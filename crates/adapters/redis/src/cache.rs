//! Redis Cache 实现

use async_trait::async_trait;
use oleema_errors::{AppError, AppResult};
use oleema_ports::CachePort;
use redis::AsyncCommands;
use redis::aio::ConnectionManager;
use std::time::Duration;

/// Redis Cache
#[derive(Clone)]
pub struct RedisCache {
    conn: ConnectionManager,
}

impl RedisCache {
    pub fn new(conn: ConnectionManager) -> Self {
        Self { conn }
    }
}

fn redis_error(op: &str, e: redis::RedisError) -> AppError {
    AppError::external_service(format!("Redis {} failed: {}", op, e))
}

#[async_trait]
impl CachePort for RedisCache {
    async fn get(&self, key: &str) -> AppResult<Option<String>> {
        let mut conn = self.conn.clone();
        conn.get(key).await.map_err(|e| redis_error("get", e))
    }

    async fn set(&self, key: &str, value: &str, ttl: Option<Duration>) -> AppResult<()> {
        let mut conn = self.conn.clone();
        match ttl {
            // SETEX 不接受 0 秒
            Some(duration) => conn
                .set_ex(key, value, duration.as_secs().max(1))
                .await
                .map_err(|e| redis_error("set", e)),
            None => conn.set(key, value).await.map_err(|e| redis_error("set", e)),
        }
    }

    async fn delete(&self, key: &str) -> AppResult<()> {
        let mut conn = self.conn.clone();
        conn.del(key).await.map_err(|e| redis_error("delete", e))
    }

    async fn take(&self, key: &str) -> AppResult<Option<String>> {
        let mut conn = self.conn.clone();
        redis::cmd("GETDEL")
            .arg(key)
            .query_async(&mut conn)
            .await
            .map_err(|e| redis_error("take", e))
    }

    async fn exists(&self, key: &str) -> AppResult<bool> {
        let mut conn = self.conn.clone();
        conn.exists(key).await.map_err(|e| redis_error("exists", e))
    }

    async fn expire(&self, key: &str, ttl: Duration) -> AppResult<()> {
        let mut conn = self.conn.clone();
        conn.expire(key, ttl.as_secs().max(1) as i64)
            .await
            .map_err(|e| redis_error("expire", e))
    }

    async fn ping(&self) -> AppResult<()> {
        let mut conn = self.conn.clone();
        crate::check_connection(&mut conn).await
    }
}
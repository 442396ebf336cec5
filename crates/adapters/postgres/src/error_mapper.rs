//! 数据库错误映射工具
//!
//! 提供统一的 SQLx 错误到 AppError 的转换

use oleema_errors::AppError;

/// 将 SQLx 错误转换为 AppError，区分不同错误类型
pub fn map_sqlx_error(e: sqlx::Error) -> AppError {
    match e {
        sqlx::Error::RowNotFound => AppError::not_found("Record not found"),
        sqlx::Error::Database(db_err) => {
            if let Some(code) = db_err.code() {
                match code.as_ref() {
                    // PostgreSQL 约束违规代码
                    "23505" => AppError::conflict("Duplicate entry violates unique constraint"),
                    "23503" => AppError::integrity_conflict("Record is still referenced"),
                    "23514" => AppError::validation("Check constraint violation"),
                    "23502" => AppError::validation("Not null constraint violation"),
                    "22001" => AppError::validation("String data too long"),
                    "22P02" => AppError::validation("Invalid input syntax"),
                    "40001" => AppError::conflict("Concurrent update, please retry"),
                    _ => AppError::database(format!("Database error ({}): {}", code, db_err)),
                }
            } else {
                AppError::database(db_err.to_string())
            }
        }
        sqlx::Error::PoolTimedOut => AppError::internal("Database connection pool timeout"),
        sqlx::Error::PoolClosed => AppError::internal("Database connection pool is closed"),
        sqlx::Error::Protocol(msg) => AppError::internal(format!("Database protocol error: {}", msg)),
        _ => AppError::database(e.to_string()),
    }
}
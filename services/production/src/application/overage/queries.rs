//! 超产看板查询

use chrono::Utc;
use oleema_errors::{AppError, AppResult};
use serde::Serialize;

use super::ledger::OverageLedger;
use crate::domain::overage::{Overage, OverageContribution, OverageId};
use crate::domain::unit_of_work::UnitOfWork;
use crate::domain::work_log::WorkLog;

/// 带订单号与工序名称的超产记录
#[derive(Debug, Clone, Serialize)]
pub struct OverageView {
    #[serde(flatten)]
    pub overage: Overage,
    pub order_no: Option<String>,
    pub process_name: Option<String>,
}

/// 看板：pending 与窗口期内已处理
#[derive(Debug, Clone, Serialize)]
pub struct OverageDashboard {
    pub pending: Vec<OverageView>,
    pub recently_resolved: Vec<OverageView>,
    pub resolved_window_days: u32,
}

/// 超产详情及其订单工序的全部工作记录（最新在前）
#[derive(Debug, Clone, Serialize)]
pub struct OverageDetail {
    #[serde(flatten)]
    pub view: OverageView,
    pub contributions: Vec<OverageContribution>,
    pub history: Vec<WorkLog>,
}

impl OverageLedger {
    /// pending 列表
    pub async fn list_pending(&self) -> AppResult<Vec<OverageView>> {
        let uow = self.uow_factory.begin_readonly().await?;
        let overages = uow.overages().list_pending().await?;
        let views = with_names(uow.as_ref(), overages).await?;
        uow.commit().await?;
        Ok(views)
    }

    /// 窗口期内已处理的记录（处理时间倒序）
    pub async fn list_recently_resolved(&self) -> AppResult<Vec<OverageView>> {
        let since = self.resolved_window.since(Utc::now());
        let uow = self.uow_factory.begin_readonly().await?;
        let overages = uow.overages().list_resolved_since(since).await?;
        let views = with_names(uow.as_ref(), overages).await?;
        uow.commit().await?;
        Ok(views)
    }

    pub async fn dashboard(&self) -> AppResult<OverageDashboard> {
        Ok(OverageDashboard {
            pending: self.list_pending().await?,
            recently_resolved: self.list_recently_resolved().await?,
            resolved_window_days: self.resolved_window.days,
        })
    }

    pub async fn detail(&self, id: &OverageId) -> AppResult<OverageDetail> {
        let uow = self.uow_factory.begin_readonly().await?;
        let overage = uow
            .overages()
            .find_by_id(id)
            .await?
            .ok_or_else(|| AppError::not_found(format!("Overage {} not found", id)))?;

        let history = uow
            .work_logs()
            .list_for_pair(&overage.order_id, &overage.process_id)
            .await?;
        let contributions = uow.overages().list_contributions(id).await?;
        let view = with_names(uow.as_ref(), vec![overage])
            .await?
            .into_iter()
            .next()
            .ok_or_else(|| AppError::internal("Overage view lost"))?;
        uow.commit().await?;

        Ok(OverageDetail {
            view,
            contributions,
            history,
        })
    }
}

async fn with_names(uow: &dyn UnitOfWork, overages: Vec<Overage>) -> AppResult<Vec<OverageView>> {
    let mut views = Vec::with_capacity(overages.len());
    for overage in overages {
        let order_no = uow
            .orders()
            .find_by_id(&overage.order_id)
            .await?
            .map(|o| o.order_no);
        let process_name = uow
            .processes()
            .find_by_id(&overage.process_id)
            .await?
            .map(|p| p.name);
        views.push(OverageView {
            overage,
            order_no,
            process_name,
        });
    }
    Ok(views)
}
//! 进程内缓存（未配置 Redis 时使用）
//!
//! 基于 moka，按条目设置过期时间；`take` 使用 `remove` 保证取出与删除是原子的。

use std::time::{Duration, Instant};

use async_trait::async_trait;
use moka::Expiry;
use moka::future::Cache as MokaCache;
use oleema_errors::AppResult;
use oleema_ports::CachePort;

#[derive(Debug, Clone)]
struct CacheEntry {
    value: String,
    ttl: Option<Duration>,
}

struct EntryExpiry;

impl Expiry<String, CacheEntry> for EntryExpiry {
    fn expire_after_create(
        &self,
        _key: &String,
        entry: &CacheEntry,
        _created_at: Instant,
    ) -> Option<Duration> {
        entry.ttl
    }

    fn expire_after_update(
        &self,
        _key: &String,
        entry: &CacheEntry,
        _updated_at: Instant,
        _duration_until_expiry: Option<Duration>,
    ) -> Option<Duration> {
        entry.ttl
    }
}

/// 进程内缓存
#[derive(Clone)]
pub struct MemoryCache {
    inner: MokaCache<String, CacheEntry>,
}

impl MemoryCache {
    pub fn new(max_capacity: u64) -> Self {
        let inner = MokaCache::builder()
            .max_capacity(max_capacity)
            .expire_after(EntryExpiry)
            .build();
        Self { inner }
    }
}

#[async_trait]
impl CachePort for MemoryCache {
    async fn get(&self, key: &str) -> AppResult<Option<String>> {
        Ok(self.inner.get(key).await.map(|e| e.value))
    }

    async fn set(&self, key: &str, value: &str, ttl: Option<Duration>) -> AppResult<()> {
        self.inner
            .insert(
                key.to_string(),
                CacheEntry {
                    value: value.to_string(),
                    ttl,
                },
            )
            .await;
        Ok(())
    }

    async fn delete(&self, key: &str) -> AppResult<()> {
        self.inner.invalidate(key).await;
        Ok(())
    }

    async fn take(&self, key: &str) -> AppResult<Option<String>> {
        Ok(self.inner.remove(key).await.map(|e| e.value))
    }

    async fn exists(&self, key: &str) -> AppResult<bool> {
        Ok(self.inner.get(key).await.is_some())
    }

    async fn expire(&self, key: &str, ttl: Duration) -> AppResult<()> {
        if let Some(entry) = self.inner.get(key).await {
            self.inner
                .insert(
                    key.to_string(),
                    CacheEntry {
                        value: entry.value,
                        ttl: Some(ttl),
                    },
                )
                .await;
        }
        Ok(())
    }

    async fn ping(&self) -> AppResult<()> {
        Ok(())
    }
}
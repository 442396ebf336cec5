//! Unit of Work 模式
//!
//! 一个工作单元对应一个数据库事务，所有写操作在同一单元内提交或回滚。
//! 未提交即丢弃的单元自动回滚。

use async_trait::async_trait;
use oleema_errors::AppResult;

use crate::domain::employee::EmployeeRepository;
use crate::domain::order::OrderRepository;
use crate::domain::overage::OverageRepository;
use crate::domain::payment::PaymentRepository;
use crate::domain::process::ProcessRepository;
use crate::domain::work_log::WorkLogRepository;

/// Unit of Work trait
#[async_trait]
pub trait UnitOfWork: Send + Sync {
    fn orders(&self) -> &dyn OrderRepository;

    fn processes(&self) -> &dyn ProcessRepository;

    fn employees(&self) -> &dyn EmployeeRepository;

    fn work_logs(&self) -> &dyn WorkLogRepository;

    fn overages(&self) -> &dyn OverageRepository;

    fn payments(&self) -> &dyn PaymentRepository;

    /// 提交事务
    async fn commit(self: Box<Self>) -> AppResult<()>;

    /// 回滚事务
    async fn rollback(self: Box<Self>) -> AppResult<()>;
}

/// Unit of Work 工厂 trait
#[async_trait]
pub trait UnitOfWorkFactory: Send + Sync {
    /// 开始读写事务
    async fn begin(&self) -> AppResult<Box<dyn UnitOfWork>>;

    /// 开始只读事务
    async fn begin_readonly(&self) -> AppResult<Box<dyn UnitOfWork>>;
}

■ **WHAT YOU NEED TO DO**: Word for word, reproduce the lines of the listing from the first one through the line containing "fn redis_error(op: &str, e: redis::RedisError)", and no more.

■ **REPLY**:
filename crates/adapters/redis/src/cache.rs
//! Redis Cache 实现

use async_trait::async_trait;
use oleema_errors::{AppError, AppResult};
use oleema_ports::CachePort;
use redis::AsyncCommands;
use redis::aio::ConnectionManager;
use std::time::Duration;

/// Redis Cache
#[derive(Clone)]
pub struct RedisCache {
    conn: ConnectionManager,
}

impl RedisCache {
    pub fn new(conn: ConnectionManager) -> Self {
        Self { conn }
    }
}

fn redis_error(op: &str, e: redis::RedisError) -> AppError {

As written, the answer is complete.